Boeing's proposal includes the Raytheon APG-63(V1) radar, an improved multimode version of the F-15E's APG-70. The system includes ground moving target tracking, sea surface search and enhanced high resolution mapping.

The APG-63(V1) forms the basis of the USAF's planned Active Electronically Scanned Antenna (AESA) with the addition of a beam steering computer and new array. AESA has not been released for South Korea but "we'll see if we can get a licence," says Mike Ridnouer, F-15 business development head.

Other new sensors include either the uprated Lockheed Martin LANTIRN 2000 or the USAF's yet-to-be-selected third generation navigation and targeting pod. It will also incorporate an infrared search and track system, VSI Joint Helmet-Mounted Cueing System, datalink and a new two-man cockpit with seven 150mm x 150mm (6 x 6in) liquid crystal displays.

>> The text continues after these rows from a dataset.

//! Unit and dimension model plus the conversion engine.

use crate::{UnitError, UnitResult};
use serde::{Deserialize, Deserializer, Serialize, Serializer};
use std::fmt;
use std::str::FromStr;

/// Quantity dimension a unit belongs to.
///
/// Every [`Unit`] belongs to exactly one dimension; conversion is only
/// defined within a dimension.
#[derive(Clone, Copy, Debug, PartialEq, Eq, Hash)]
pub enum Dimension {
    /// Mass, canonical base unit gram.
    Mass,
    /// Length, canonical base unit centimetre.
    Length,
}

/// Closed set of measurement units known to the core.
///
/// Each unit carries an exact factor to its dimension's base unit. The
/// pound is defined as exactly 453.59237 g and the inch as exactly 2.54 cm;
/// the remaining factors derive from those definitions.
#[derive(Clone, Copy, Debug, PartialEq, Eq, Hash)]
pub enum Unit {
    /// Gram, the mass base unit.
    Gram,
    /// Kilogram (1000 g).
    Kilogram,
    /// International avoirdupois ounce (453.59237/16 g).
    Ounce,
    /// International avoirdupois pound (exactly 453.59237 g).
    Pound,
    /// Centimetre, the length base unit.
    Centimetre,
    /// Metre (100 cm).
    Metre,
    /// International inch (exactly 2.54 cm).
    Inch,
    /// International foot (30.48 cm).
    Foot,
}

impl Unit {
    /// Returns the quantity dimension this unit belongs to.
    pub fn dimension(self) -> Dimension {
        match self {
            Unit::Gram | Unit::Kilogram | Unit::Ounce | Unit::Pound => Dimension::Mass,
            Unit::Centimetre | Unit::Metre | Unit::Inch | Unit::Foot => Dimension::Length,
        }
    }

    /// Exact factor from this unit to its dimension's base unit.
    pub fn factor(self) -> f64 {
        match self {
            Unit::Gram => 1.0,
            Unit::Kilogram => 1000.0,
            // 453.59237 / 16, exact in decimal and in f64
            Unit::Ounce => 28.349_523_125,
            Unit::Pound => 453.592_37,
            Unit::Centimetre => 1.0,
            Unit::Metre => 100.0,
            Unit::Inch => 2.54,
            Unit::Foot => 30.48,
        }
    }

    /// Convert to the wire format string.
    pub fn to_wire(self) -> &'static str {
        match self {
            Unit::Gram => "g",
            Unit::Kilogram => "kg",
            Unit::Ounce => "oz",
            Unit::Pound => "lb",
            Unit::Centimetre => "cm",
            Unit::Metre => "m",
            Unit::Inch => "in",
            Unit::Foot => "ft",
        }
    }

    /// Parse from the wire format string.
    pub fn from_wire(s: &str) -> Option<Self> {
        match s {
            "g" => Some(Unit::Gram),
            "kg" => Some(Unit::Kilogram),
            "oz" => Some(Unit::Ounce),
            "lb" => Some(Unit::Pound),
            "cm" => Some(Unit::Centimetre),
            "m" => Some(Unit::Metre),
            "in" => Some(Unit::Inch),
            "ft" => Some(Unit::Foot),
            _ => None,
        }
    }
}

impl fmt::Display for Unit {
    fn fmt(&self, f: &mut fmt::Formatter<'_>) -> fmt::Result {
        f.write_str(self.to_wire())
    }
}

// `UnitError::IncompatibleUnits` names its fields `source` and `target`
// (per the spec'd public API). thiserror treats a field named `source` as the
// error's `Error::source()`, which requires the field type to implement
// `std::error::Error`. `Unit` already provides `Debug` + `Display`, so an empty
// impl satisfies that bound without altering any conversion behavior.
impl std::error::Error for Unit {}

impl FromStr for Unit {
    type Err = UnitError;

    fn from_str(s: &str) -> Result<Self, Self::Err> {
        Unit::from_wire(s).ok_or_else(|| UnitError::UnknownUnit(s.to_owned()))
    }
}

impl Serialize for Unit {
    fn serialize<S>(&self, serializer: S) -> Result<S::Ok, S::Error>
    where
        S: Serializer,
    {
        serializer.serialize_str(self.to_wire())
    }
}

impl<'de> Deserialize<'de> for Unit {
    fn deserialize<D>(deserializer: D) -> Result<Self, D::Error>
    where
        D: Deserializer<'de>,
    {
        let s = String::deserialize(deserializer)?;
        Unit::from_wire(&s)
            .ok_or_else(|| serde::de::Error::custom(format!("unknown unit: '{}'", s)))
    }
}

/// Convert `value` from `source` to `target`.
///
/// Conversion is computed as `value * source.factor() / target.factor()`,
/// always passing through the dimension base unit. Converting a unit to
/// itself returns the input unchanged, with no floating-point round trip.
///
/// # Errors
///
/// Returns [`UnitError::IncompatibleUnits`] when `source` and `target`
/// belong to different dimensions. There is no other error path; the
/// function is total for compatible units.
pub fn convert(value: f64, source: Unit, target: Unit) -> UnitResult<f64> {
    if source == target {
        return Ok(value);
    }
    if source.dimension() != target.dimension() {
        return Err(UnitError::IncompatibleUnits { source, target });
    }
    Ok(value * source.factor() / target.factor())
}

/// An immutable measurement value: a magnitude in a concrete unit.
///
/// Conversion produces a new `Measurement`; the source is never mutated.
#[derive(Clone, Copy, Debug, PartialEq, Serialize, Deserialize)]
pub struct Measurement {
    /// Magnitude expressed in `unit`.
    pub magnitude: f64,
    /// Unit the magnitude is expressed in.
    pub unit: Unit,
}

impl Measurement {
    /// Create a measurement value.
    pub fn new(magnitude: f64, unit: Unit) -> Self {
        Self { magnitude, unit }
    }

    /// Returns this measurement expressed in `target`.
    ///
    /// # Errors
    ///
    /// Returns [`UnitError::IncompatibleUnits`] when `target` belongs to a
    /// different dimension.
    pub fn convert_to(&self, target: Unit) -> UnitResult<Measurement> {
        Ok(Measurement {
            magnitude: convert(self.magnitude, self.unit, target)?,
            unit: target,
        })
    }
}

impl fmt::Display for Measurement {
    fn fmt(&self, f: &mut fmt::Formatter<'_>) -> fmt::Result {
        write!(f, "{} {}", self.magnitude, self.unit)
    }
}
//! # clinsync core
//!
//! Synchronization orchestration for clinsync.
//!
//! This crate drives one synchronization attempt end to end: resolve the
//! target reference through the metadata cache, normalize measurement
//! values in the payload, select the request method, and hand the finished
//! write intent to the transport collaborator.
//!
//! **No transport concerns**: HTTP clients, spool handling and process
//! wiring belong to the worker binary; this crate only consumes the
//! [`Transport`] seam.

pub mod intent;
pub mod locks;
pub mod orchestrator;
pub mod transport;

pub use intent::{Payload, PayloadValue, WriteDraft, WriteIntent};
pub use orchestrator::{FailureKind, SyncConfig, SyncOrchestrator, SyncOutcome, SyncReport};
pub use transport::{Transport, WriteOutcome};

/// Errors raised while preparing or dispatching a synchronization attempt.
#[derive(Debug, thiserror::Error)]
pub enum SyncError {
    /// The payload cannot be normalized for the target system.
    ///
    /// Fatal for the attempt and never retried; surfaced for manual fix.
    #[error("payload rejected: {0}")]
    Payload(String),

    /// Metadata resolution failed after the cache's bounded retries.
    #[error(transparent)]
    Resolution(#[from] tracker::TrackerError),

    /// The transport collaborator could not carry out the dispatch at all.
    #[error("transport failure: {0}")]
    Transport(String),
}

/// Type alias for Results that can fail with a [`SyncError`].
pub type SyncResult<T> = Result<T, SyncError>;
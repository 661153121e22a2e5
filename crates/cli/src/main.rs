use anyhow::Context;
use chrono::Utc;
use clap::{Parser, Subcommand};
use std::sync::Arc;
use std::time::Duration;
use tracker::{
    CacheConfig, HttpMetadataSource, MetadataCache, MetadataFilter, Reference, RemoteConfig,
};
use units::Unit;

#[derive(Parser)]
#[command(name = "clinsync")]
#[command(about = "clinsync operator tools")]
struct Cli {
    #[command(subcommand)]
    command: Option<Commands>,
}

#[derive(Subcommand)]
enum Commands {
    /// Convert a measurement value between units
    Convert {
        /// Value to convert
        value: f64,
        /// Source unit (g, kg, oz, lb, cm, m, in, ft)
        from: Unit,
        /// Target unit
        to: Unit,
    },
    /// Resolve a metadata reference against the remote platform
    Lookup {
        /// Reference as kind:value, e.g. code:OU_1234
        reference: Reference,
        /// Bypass the cache and force a remote fetch
        #[arg(long)]
        refreshed: bool,
    },
    /// List metadata records page by page
    Page {
        /// Zero-based offset into the listing
        #[arg(long, default_value_t = 0)]
        offset: u32,
        /// Page size
        #[arg(long, default_value_t = 20)]
        limit: u32,
        /// Exact-match name filter
        #[arg(long)]
        name: Option<String>,
        /// Exact-match code filter
        #[arg(long)]
        code: Option<String>,
    },
    /// Watch the remote change feed and print changed references
    Watch {
        /// Seconds between polls
        #[arg(long, default_value_t = 30)]
        interval: u64,
    },
}

/// Remote connection parameters from the environment, in the same shape
/// the worker binary uses.
fn remote_config_from_env() -> anyhow::Result<RemoteConfig> {
    let base_url =
        std::env::var("CLINSYNC_BASE_URL").context("CLINSYNC_BASE_URL must be set")?;
    let resource_type = std::env::var("CLINSYNC_RESOURCE_TYPE")
        .unwrap_or_else(|_| "trackedEntityTypes".into());
    Ok(RemoteConfig {
        base_url,
        resource_type,
        username: std::env::var("CLINSYNC_USERNAME").ok(),
        password: std::env::var("CLINSYNC_PASSWORD").ok(),
        timeout_secs: 30,
    })
}

fn print_record(record: &tracker::MetadataRecord) {
    println!(
        "ID: {}, Code: {}, Name: {}, Updated: {}",
        record.id,
        record.code.as_deref().unwrap_or("-"),
        record.name,
        record.last_updated
    );
}

#[tokio::main]
async fn main() -> anyhow::Result<()> {
    let cli = Cli::parse();

    match cli.command {
        Some(Commands::Convert { value, from, to }) => match units::convert(value, from, to) {
            Ok(converted) => println!("{} {} = {} {}", value, from, converted, to),
            Err(e) => eprintln!("Error converting: {}", e),
        },
        Some(Commands::Lookup {
            reference,
            refreshed,
        }) => {
            let source = Arc::new(HttpMetadataSource::new(remote_config_from_env()?)?);
            let cache = MetadataCache::new(source, CacheConfig::default());
            let found = if refreshed {
                cache.find_refreshed_by_reference(&reference).await?
            } else {
                cache.find_by_reference(&reference).await?
            };
            match found {
                Some(record) => print_record(&record),
                None => println!("No metadata found for {}", reference),
            }
        }
        Some(Commands::Page {
            offset,
            limit,
            name,
            code,
        }) => {
            let source = Arc::new(HttpMetadataSource::new(remote_config_from_env()?)?);
            let cache = MetadataCache::new(source, CacheConfig::default());
            let filter = MetadataFilter { name, code };
            let page = cache.find(&filter, offset, limit).await?;
            if page.items.is_empty() {
                println!("No metadata records found.");
            } else {
                for record in &page.items {
                    print_record(record);
                }
                if page.more {
                    println!("... more records follow (next offset: {})", offset + limit);
                }
            }
        }
        Some(Commands::Watch { interval }) => {
            use tracker::MetadataSource;

            let source = HttpMetadataSource::new(remote_config_from_env()?)?;
            let mut since = Utc::now();
            println!("Watching for metadata changes every {}s...", interval);
            loop {
                tokio::time::sleep(Duration::from_secs(interval.max(1))).await;
                let window_start = Utc::now();
                match source.fetch_changed_since(since).await {
                    Ok(changed) if changed.is_empty() => {}
                    Ok(changed) => {
                        for reference in changed {
                            println!("{} changed {}", Utc::now().format("%H:%M:%S"), reference);
                        }
                    }
                    Err(e) => eprintln!("Error polling change feed: {}", e),
                }
                since = window_start;
            }
        }
        None => {
            println!("Use 'clinsync --help' for commands");
        }
    }

    Ok(())
}
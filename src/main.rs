use std::sync::Arc;
use std::time::Duration;
use tracing_subscriber::{layer::SubscriberExt, util::SubscriberInitExt};

use clinsync_core::{SyncConfig, SyncOrchestrator, SyncOutcome};
use tracker::{
    CacheConfig, ChangePoller, HttpMetadataSource, MetadataCache, PollConfig, RemoteConfig,
    RequestMethod,
};

mod remote;
mod spool;

use remote::HttpTransport;
use spool::Spool;

fn env_or(name: &str, default: &str) -> String {
    std::env::var(name).unwrap_or_else(|_| default.into())
}

fn env_u64(name: &str, default: u64) -> u64 {
    std::env::var(name)
        .ok()
        .and_then(|value| value.parse().ok())
        .unwrap_or(default)
}

fn env_flag(name: &str) -> bool {
    matches!(
        std::env::var(name).as_deref(),
        Ok("1") | Ok("true") | Ok("yes")
    )
}

/// Main entry point for the clinsync worker.
///
/// Drains write-intent drafts from the spool directory through the
/// synchronization orchestrator and keeps the metadata cache fresh via the
/// remote change feed.
///
/// # Environment Variables
/// - `CLINSYNC_BASE_URL`: remote platform API base URL (required)
/// - `CLINSYNC_USERNAME` / `CLINSYNC_PASSWORD`: basic-auth credentials
/// - `CLINSYNC_METADATA_TYPE`: metadata collection to resolve against
///   (default: "trackedEntityTypes")
/// - `CLINSYNC_SPOOL_DIR`: draft spool directory (default: "/var/spool/clinsync")
/// - `CLINSYNC_SPOOL_INTERVAL_SECS`: seconds between spool scans (default: 5)
/// - `CLINSYNC_POLL_INTERVAL_SECS`: seconds between change-feed polls (default: 30)
/// - `CLINSYNC_UPSERT_REQUIRED`: select create-or-update instead of create
///   for unresolved references ("1"/"true"/"yes")
///
/// # Returns
/// * `Ok(())` - on clean shutdown (ctrl-c)
/// * `Err(anyhow::Error)` - if startup configuration is invalid
#[tokio::main]
async fn main() -> anyhow::Result<()> {
    dotenvy::dotenv().ok();

    tracing_subscriber::registry()
        .with(
            tracing_subscriber::EnvFilter::from_default_env()
                .add_directive("clinsync_run=info".parse()?)
                .add_directive("clinsync_core=info".parse()?)
                .add_directive("tracker=info".parse()?),
        )
        .with(tracing_subscriber::fmt::layer())
        .init();

    let base_url = std::env::var("CLINSYNC_BASE_URL")
        .map_err(|_| anyhow::anyhow!("CLINSYNC_BASE_URL must be set"))?;
    let username = std::env::var("CLINSYNC_USERNAME").ok();
    let password = std::env::var("CLINSYNC_PASSWORD").ok();
    let spool_dir = env_or("CLINSYNC_SPOOL_DIR", "/var/spool/clinsync");

    let source = Arc::new(HttpMetadataSource::new(RemoteConfig {
        base_url: base_url.clone(),
        resource_type: env_or("CLINSYNC_METADATA_TYPE", "trackedEntityTypes"),
        username: username.clone(),
        password: password.clone(),
        timeout_secs: env_u64("CLINSYNC_TIMEOUT_SECS", 30),
    })?);
    let cache = Arc::new(MetadataCache::new(source.clone(), CacheConfig::default()));

    let poller = ChangePoller::new(
        source.clone(),
        MetadataCache::staleness_handle(&cache),
        PollConfig {
            interval_secs: env_u64("CLINSYNC_POLL_INTERVAL_SECS", 30),
            ..PollConfig::default()
        },
    );
    let poller_task = tokio::spawn(poller.run());

    let transport = Arc::new(HttpTransport::new(
        base_url,
        username,
        password,
        env_u64("CLINSYNC_TIMEOUT_SECS", 30),
    )?);
    let orchestrator = SyncOrchestrator::new(
        cache,
        transport,
        SyncConfig {
            upsert_required: env_flag("CLINSYNC_UPSERT_REQUIRED"),
            ..SyncConfig::default()
        },
    );

    let spool = Spool::open(&spool_dir)?;
    tracing::info!(spool = %spool_dir, "clinsync worker started");

    let mut scan = tokio::time::interval(Duration::from_secs(
        env_u64("CLINSYNC_SPOOL_INTERVAL_SECS", 5).max(1),
    ));
    tokio::pin! {
        let shutdown = tokio::signal::ctrl_c();
    }

    loop {
        tokio::select! {
            _ = &mut shutdown => {
                tracing::info!("shutdown requested");
                break;
            }
            _ = scan.tick() => {
                for (path, draft) in spool.scan() {
                    let report = orchestrator.synchronize(draft).await;
                    match &report.outcome {
                        SyncOutcome::Completed { reference } => {
                            tracing::info!(
                                draft = %path.display(),
                                reference = %report.reference,
                                resulting = %reference,
                                "draft synchronized"
                            );
                        }
                        SyncOutcome::Failed { kind } => {
                            tracing::warn!(
                                draft = %path.display(),
                                reference = %report.reference,
                                method = report
                                    .method
                                    .map(RequestMethod::to_wire)
                                    .unwrap_or("-"),
                                kind = %kind,
                                "draft failed, needs manual reconciliation"
                            );
                        }
                    }
                    if let Err(err) = spool.finish(&path, report.is_completed()) {
                        tracing::warn!(draft = %path.display(), error = %err, "could not file draft");
                    }
                }
            }
        }
    }

    poller_task.abort();
    Ok(())
}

Other improvements include upgrading the Sanders radar warning receiver to the ALR-56C(V1) with faster processing and improved reliability and the Northrop Grumman ALQ-135M internal jammer and repackaged ALE-47 countermeasures dispenser.

South Korea has the choice of the F-15E's incumbent Pratt & Whitney F100-229, General Electric F110-129 or the uprated F110-132, ordered by the United Arab Emirates for the Lockheed Martin F-16 Block 60, but downrated to 29,000lb (129kN) thrust.

South Korea is Boeing's best chance to keep the F-15 in production beyond the Congressionally-funded 10 F-15s for the USAF, the last of which will be delivered in August 2004. The $4 billion F-X programme calls for the first of 40 fighters to enter service in 2004 with an option for 40 more.